現在、綱の中心に付けられた白旗は若干こちら側に寄っている状態だ。しかし、今の俺達は倒れているから綱には全く力がかかってない状態。
「よし、今だぞお前ら。全力でひっぱれ」
龍園君のその一言で、Cクラスは再び綱を掴み引っ張り始める。こちらは誰も綱を引いていないので、いとも簡単に白旗がBC連合に近づいていく。
「くそっ! させねぇよ!」
急いで立ち上がったAD連合も綱を掴んで引っ張り始める。
だが、すでに白旗は白組の陣地に侵入してしまっていた。
??ピイッ!
「白組の勝利!」
結局、綱引きは白組の勝利に終わってしまった。
「おい龍園! なんだあのやり方! ふざけてるのか!?」
「はぁ? ふざけてなんかねぇよ?」
「いきなり力を抜くとか、相手が怪我する可能性もあるし、負ける可能性だってあるだろ!」
「実際には勝っただろ。
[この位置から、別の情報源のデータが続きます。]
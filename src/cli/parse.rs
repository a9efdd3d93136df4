//! CLI parse: clap types for fitcheck. No behavior; definitions only.

use clap::{Parser, Subcommand};
use std::path::PathBuf;

/// fitcheck - verify digests embedded in FIT images
#[derive(Parser)]
#[command(name = "fitcheck")]
#[command(about = "Verify digests embedded in Flattened Image Tree blobs against known-good values")]
pub struct Cli {
    #[command(subcommand)]
    pub command: Commands,

    /// Workspace root directory (config/ and relative templates resolve here)
    #[arg(long, default_value = ".")]
    pub workspace: PathBuf,

    /// Configuration file path (overrides default config loading)
    #[arg(long)]
    pub config: Option<PathBuf>,

    /// Debug-level logging
    #[arg(long)]
    pub verbose: bool,

    /// Disable logging
    #[arg(long, conflicts_with = "verbose")]
    pub quiet: bool,

    /// Log level (trace, debug, info, warn, error, off)
    #[arg(long)]
    pub log_level: Option<String>,

    /// Log format (json, text)
    #[arg(long)]
    pub log_format: Option<String>,

    /// Log output (stdout, stderr, file, file+stderr, both)
    #[arg(long)]
    pub log_output: Option<String>,

    /// Log file path (if output includes "file")
    #[arg(long)]
    pub log_file: Option<PathBuf>,
}

#[derive(Subcommand)]
pub enum Commands {
    /// Verify every hashable image in a FIT blob
    Verify {
        /// FIT blob to verify
        fit: PathBuf,
        /// Tree accessor backend (fdtget or native)
        #[arg(long)]
        backend: Option<String>,
        /// Oracle TOML file (defaults to the built-in kernel table)
        #[arg(long)]
        oracle: Option<PathBuf>,
        /// Substring selecting image nodes to verify
        #[arg(long)]
        image_pattern: Option<String>,
        /// Output format (text or json)
        #[arg(long, default_value = "text")]
        format: String,
    },
    /// List child nodes of a path
    Ls {
        /// FIT blob to read
        fit: PathBuf,
        /// Node path
        #[arg(default_value = "/")]
        path: String,
        /// Tree accessor backend (fdtget or native)
        #[arg(long)]
        backend: Option<String>,
    },
    /// Read one property
    Get {
        /// FIT blob to read
        fit: PathBuf,
        /// Node path
        node: String,
        /// Property name
        property: String,
        /// Render the value as one hex string
        #[arg(long)]
        hex: bool,
        /// Tree accessor backend (fdtget or native)
        #[arg(long)]
        backend: Option<String>,
    },
    /// Show the active oracle table
    Oracle {
        /// Oracle TOML file (defaults to the configured or built-in table)
        #[arg(long)]
        oracle: Option<PathBuf>,
        /// Output format (text or json)
        #[arg(long, default_value = "text")]
        format: String,
    },
    /// Build a FIT with dtc and mkimage, then verify it
    Scenario {
        /// Payload fill byte, decimal or 0x-prefixed hex (must not be zero)
        #[arg(long, value_parser = parse_byte)]
        fill_byte: Option<u8>,
        /// Keep generated files in this directory instead of a temporary one
        #[arg(long)]
        keep: Option<PathBuf>,
        /// Directory holding hash-images.its and sandbox-kernel.dts
        #[arg(long)]
        templates: Option<PathBuf>,
        /// Tree accessor backend (fdtget or native)
        #[arg(long)]
        backend: Option<String>,
        /// Output format (text or json)
        #[arg(long, default_value = "text")]
        format: String,
    },
    /// Check that the external tools can be run
    Doctor {
        /// Output format (text or json)
        #[arg(long, default_value = "text")]
        format: String,
    },
}

/// Parse `165` or `0xa5`.
pub fn parse_byte(s: &str) -> Result<u8, String> {
    let parsed = match s.strip_prefix("0x").or_else(|| s.strip_prefix("0X")) {
        Some(hex) => u8::from_str_radix(hex, 16),
        None => s.parse::<u8>(),
    };
    parsed.map_err(|e| format!("invalid byte '{}': {}", s, e))
}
なんの問題もない」
「ぐっ……」
今のCクラスの動きには仲間のBクラスも憤ったのか、試合終了後すぐに1人の男子が龍園君に文句を言いだした。
「くそ、くそが!」
俺の後ろでは、須藤君が地面を何度も強く踏みつけている。
またも龍園君の卑怯な策略に憤慨しているんだろう。
そんな須藤君に、葛城君が近づいて行く。
「やめるんだ須藤。向こうのやり方は褒められたものではないが、ルール違反ではない」
確かに、綱引きのルールに「力を緩めてはいけない」とか「綱を離してはいけない」という項目はない。
「でもよ!」
「お前が憤慨するのも龍園の作戦の内かもしれないぞ。お前の体力を削ろうとしてるのかもしれないだろ」
「……ちっ!」
葛城君のおかげで、須藤君はテントへと帰っていった。
俺もテントに帰りながら、葛城君にお礼を言っておく事にした。
「葛城君、須藤君を止めてくれてありがとうね」
「気にするな。俺達は団体戦で殆ど役に立てていないからな。……それより、背中は大丈夫か?」
棒倒しでの事を気にしてくれているのか、葛城君は心配そうに俺の顔を覗き込んだ。
「うん、全然平気だよ」
「そうか。沢田は心も体も強いんだな」
「あはは、そうだといいな」
顔に笑顔を貼り付けながら、頭の中では龍園君の策略について考えを巡らせていた。